Search the material below for the word "Easy". Copy every line where it is found.

-- Task input follows --

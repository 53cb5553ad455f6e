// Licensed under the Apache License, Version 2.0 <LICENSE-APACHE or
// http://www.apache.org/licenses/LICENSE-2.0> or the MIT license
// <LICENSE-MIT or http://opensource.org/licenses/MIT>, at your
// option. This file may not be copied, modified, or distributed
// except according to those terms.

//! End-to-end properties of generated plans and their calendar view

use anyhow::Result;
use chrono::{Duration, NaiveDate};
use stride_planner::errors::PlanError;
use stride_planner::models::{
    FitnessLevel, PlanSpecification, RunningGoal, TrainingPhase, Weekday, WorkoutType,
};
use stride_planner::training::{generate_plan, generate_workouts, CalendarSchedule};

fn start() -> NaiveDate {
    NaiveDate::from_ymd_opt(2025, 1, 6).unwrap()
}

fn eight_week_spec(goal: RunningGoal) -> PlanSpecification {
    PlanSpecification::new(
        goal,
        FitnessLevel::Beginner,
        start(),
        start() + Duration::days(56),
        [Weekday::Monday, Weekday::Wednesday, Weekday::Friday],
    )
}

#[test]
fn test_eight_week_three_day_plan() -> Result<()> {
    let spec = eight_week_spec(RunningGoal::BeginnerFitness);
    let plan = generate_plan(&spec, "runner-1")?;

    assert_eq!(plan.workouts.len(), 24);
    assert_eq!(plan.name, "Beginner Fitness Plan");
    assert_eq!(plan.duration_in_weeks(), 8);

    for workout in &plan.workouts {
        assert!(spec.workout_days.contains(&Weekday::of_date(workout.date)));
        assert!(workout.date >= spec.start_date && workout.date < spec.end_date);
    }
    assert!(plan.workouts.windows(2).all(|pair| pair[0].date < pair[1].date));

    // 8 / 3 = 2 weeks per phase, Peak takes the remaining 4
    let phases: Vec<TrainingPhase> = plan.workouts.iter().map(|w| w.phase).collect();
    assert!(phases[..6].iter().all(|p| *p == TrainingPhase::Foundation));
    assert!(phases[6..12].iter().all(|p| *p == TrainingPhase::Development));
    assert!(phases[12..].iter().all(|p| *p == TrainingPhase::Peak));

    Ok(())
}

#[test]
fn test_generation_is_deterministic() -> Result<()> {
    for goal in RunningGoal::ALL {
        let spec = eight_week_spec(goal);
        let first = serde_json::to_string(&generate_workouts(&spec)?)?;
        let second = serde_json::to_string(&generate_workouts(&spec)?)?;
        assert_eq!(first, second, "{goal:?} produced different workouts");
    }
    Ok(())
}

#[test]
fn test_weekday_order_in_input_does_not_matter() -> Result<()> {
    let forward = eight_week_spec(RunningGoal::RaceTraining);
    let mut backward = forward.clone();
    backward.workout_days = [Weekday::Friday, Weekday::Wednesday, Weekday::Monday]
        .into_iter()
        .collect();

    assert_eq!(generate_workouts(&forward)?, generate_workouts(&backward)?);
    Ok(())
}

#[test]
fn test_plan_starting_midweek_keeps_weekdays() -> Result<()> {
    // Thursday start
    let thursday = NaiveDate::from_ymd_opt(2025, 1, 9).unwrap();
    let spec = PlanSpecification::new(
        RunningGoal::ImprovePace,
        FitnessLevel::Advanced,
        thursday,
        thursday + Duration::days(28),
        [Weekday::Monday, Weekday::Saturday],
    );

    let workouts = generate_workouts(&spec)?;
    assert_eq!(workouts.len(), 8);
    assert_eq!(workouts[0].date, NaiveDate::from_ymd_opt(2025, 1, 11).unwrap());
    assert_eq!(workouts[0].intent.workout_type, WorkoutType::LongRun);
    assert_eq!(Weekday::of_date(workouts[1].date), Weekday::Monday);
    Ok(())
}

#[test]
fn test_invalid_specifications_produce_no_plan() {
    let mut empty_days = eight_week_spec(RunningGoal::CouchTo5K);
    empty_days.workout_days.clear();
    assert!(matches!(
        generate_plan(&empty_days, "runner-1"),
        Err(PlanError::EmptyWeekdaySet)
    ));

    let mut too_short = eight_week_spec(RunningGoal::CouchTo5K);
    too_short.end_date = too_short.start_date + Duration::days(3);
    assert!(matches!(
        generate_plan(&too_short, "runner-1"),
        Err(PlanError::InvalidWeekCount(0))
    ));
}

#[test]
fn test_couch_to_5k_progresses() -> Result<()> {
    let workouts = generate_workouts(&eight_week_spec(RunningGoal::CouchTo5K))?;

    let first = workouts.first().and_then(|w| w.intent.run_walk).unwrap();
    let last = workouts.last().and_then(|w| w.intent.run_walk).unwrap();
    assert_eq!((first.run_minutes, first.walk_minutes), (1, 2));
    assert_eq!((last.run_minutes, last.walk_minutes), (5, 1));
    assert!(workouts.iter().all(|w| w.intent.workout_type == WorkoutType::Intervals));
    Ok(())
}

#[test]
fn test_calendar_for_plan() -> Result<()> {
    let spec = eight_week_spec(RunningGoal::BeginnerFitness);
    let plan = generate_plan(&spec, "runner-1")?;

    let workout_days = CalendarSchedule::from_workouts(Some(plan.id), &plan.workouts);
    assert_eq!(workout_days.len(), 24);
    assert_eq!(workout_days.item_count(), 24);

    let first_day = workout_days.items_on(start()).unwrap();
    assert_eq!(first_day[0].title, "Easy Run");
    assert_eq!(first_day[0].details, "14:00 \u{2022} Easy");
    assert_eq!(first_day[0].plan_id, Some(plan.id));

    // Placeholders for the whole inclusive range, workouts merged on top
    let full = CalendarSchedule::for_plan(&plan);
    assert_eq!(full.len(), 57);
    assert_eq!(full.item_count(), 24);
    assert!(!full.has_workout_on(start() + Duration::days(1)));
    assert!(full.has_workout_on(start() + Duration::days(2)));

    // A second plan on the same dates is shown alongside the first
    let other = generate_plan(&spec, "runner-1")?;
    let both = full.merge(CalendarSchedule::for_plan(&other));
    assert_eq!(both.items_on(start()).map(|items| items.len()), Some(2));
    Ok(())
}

-- Task input concluded --
-- Task input follows --

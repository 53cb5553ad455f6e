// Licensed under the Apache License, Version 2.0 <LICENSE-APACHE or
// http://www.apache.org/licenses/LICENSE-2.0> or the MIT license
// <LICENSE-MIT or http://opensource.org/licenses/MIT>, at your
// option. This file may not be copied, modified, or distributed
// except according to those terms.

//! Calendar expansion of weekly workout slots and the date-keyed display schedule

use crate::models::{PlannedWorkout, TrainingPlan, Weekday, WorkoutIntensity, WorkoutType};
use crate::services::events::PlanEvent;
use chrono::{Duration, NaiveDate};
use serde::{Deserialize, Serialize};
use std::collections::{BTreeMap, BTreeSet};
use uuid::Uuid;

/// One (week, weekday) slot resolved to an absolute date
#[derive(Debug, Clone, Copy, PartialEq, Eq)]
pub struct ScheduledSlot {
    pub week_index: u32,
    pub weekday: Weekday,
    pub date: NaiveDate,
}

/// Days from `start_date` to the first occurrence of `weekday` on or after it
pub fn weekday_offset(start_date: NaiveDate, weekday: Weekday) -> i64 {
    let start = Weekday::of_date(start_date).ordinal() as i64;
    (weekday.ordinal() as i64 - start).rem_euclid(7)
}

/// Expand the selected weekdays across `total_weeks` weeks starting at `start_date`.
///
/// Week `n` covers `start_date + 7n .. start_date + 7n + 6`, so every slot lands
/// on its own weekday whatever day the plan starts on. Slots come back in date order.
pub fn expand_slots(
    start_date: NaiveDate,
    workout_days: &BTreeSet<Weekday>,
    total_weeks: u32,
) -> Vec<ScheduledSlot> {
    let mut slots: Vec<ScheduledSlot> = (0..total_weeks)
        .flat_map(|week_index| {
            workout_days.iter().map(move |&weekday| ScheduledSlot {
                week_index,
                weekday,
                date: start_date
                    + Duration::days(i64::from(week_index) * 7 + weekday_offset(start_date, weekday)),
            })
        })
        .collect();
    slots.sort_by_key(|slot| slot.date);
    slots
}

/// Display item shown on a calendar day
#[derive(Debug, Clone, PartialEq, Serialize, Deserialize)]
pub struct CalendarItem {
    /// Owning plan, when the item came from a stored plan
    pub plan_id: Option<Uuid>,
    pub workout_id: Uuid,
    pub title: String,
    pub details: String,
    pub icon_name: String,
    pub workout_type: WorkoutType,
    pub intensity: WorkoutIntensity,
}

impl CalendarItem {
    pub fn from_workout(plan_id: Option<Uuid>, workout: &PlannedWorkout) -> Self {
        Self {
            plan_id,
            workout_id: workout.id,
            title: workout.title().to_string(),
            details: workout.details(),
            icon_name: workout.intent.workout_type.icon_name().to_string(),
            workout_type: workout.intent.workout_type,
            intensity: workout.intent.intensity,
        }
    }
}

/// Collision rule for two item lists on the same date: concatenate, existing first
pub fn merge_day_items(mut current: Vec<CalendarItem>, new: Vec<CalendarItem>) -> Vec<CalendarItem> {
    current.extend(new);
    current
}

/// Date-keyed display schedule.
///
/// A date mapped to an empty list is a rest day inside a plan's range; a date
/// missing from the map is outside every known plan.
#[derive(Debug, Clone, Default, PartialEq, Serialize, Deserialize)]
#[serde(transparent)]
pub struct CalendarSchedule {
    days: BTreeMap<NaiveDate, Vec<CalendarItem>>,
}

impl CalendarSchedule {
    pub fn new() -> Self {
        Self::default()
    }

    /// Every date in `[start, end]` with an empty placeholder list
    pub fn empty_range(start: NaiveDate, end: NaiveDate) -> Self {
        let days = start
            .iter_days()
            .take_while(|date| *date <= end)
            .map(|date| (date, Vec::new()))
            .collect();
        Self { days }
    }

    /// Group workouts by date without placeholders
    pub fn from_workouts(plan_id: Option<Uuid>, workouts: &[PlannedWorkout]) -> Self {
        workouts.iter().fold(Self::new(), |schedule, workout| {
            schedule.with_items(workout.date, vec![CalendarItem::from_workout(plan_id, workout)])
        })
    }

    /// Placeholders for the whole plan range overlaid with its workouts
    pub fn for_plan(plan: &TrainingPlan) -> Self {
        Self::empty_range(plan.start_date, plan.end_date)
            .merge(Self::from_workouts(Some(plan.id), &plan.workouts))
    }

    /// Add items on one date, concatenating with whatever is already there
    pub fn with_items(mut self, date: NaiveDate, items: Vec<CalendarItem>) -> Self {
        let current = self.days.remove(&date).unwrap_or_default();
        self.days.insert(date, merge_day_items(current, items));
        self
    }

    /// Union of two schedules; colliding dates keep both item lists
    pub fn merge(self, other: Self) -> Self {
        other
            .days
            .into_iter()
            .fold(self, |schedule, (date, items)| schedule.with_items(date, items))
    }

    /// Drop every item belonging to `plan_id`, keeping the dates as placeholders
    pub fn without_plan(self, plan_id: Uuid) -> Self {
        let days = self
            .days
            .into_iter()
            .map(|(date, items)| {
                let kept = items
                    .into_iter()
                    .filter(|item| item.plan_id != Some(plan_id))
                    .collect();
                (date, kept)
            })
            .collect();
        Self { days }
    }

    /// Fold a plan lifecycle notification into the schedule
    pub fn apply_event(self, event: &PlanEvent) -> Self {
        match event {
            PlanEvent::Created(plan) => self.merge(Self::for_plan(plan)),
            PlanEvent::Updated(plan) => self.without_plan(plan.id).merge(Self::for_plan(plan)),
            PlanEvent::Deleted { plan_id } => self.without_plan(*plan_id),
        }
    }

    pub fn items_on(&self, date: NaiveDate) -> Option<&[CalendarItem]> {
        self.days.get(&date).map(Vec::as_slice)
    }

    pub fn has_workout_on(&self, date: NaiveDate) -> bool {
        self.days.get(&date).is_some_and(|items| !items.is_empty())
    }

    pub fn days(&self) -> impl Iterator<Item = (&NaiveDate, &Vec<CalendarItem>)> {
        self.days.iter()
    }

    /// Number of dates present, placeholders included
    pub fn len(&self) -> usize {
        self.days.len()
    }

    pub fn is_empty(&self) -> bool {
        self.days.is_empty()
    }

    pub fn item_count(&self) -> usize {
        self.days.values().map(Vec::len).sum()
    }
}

-- Task input concluded --

Solution to the exercise
    assert_eq!(first_day[0].title, "Easy Run");
    assert_eq!(first_day[0].details, "14:00 \u{2022} Easy");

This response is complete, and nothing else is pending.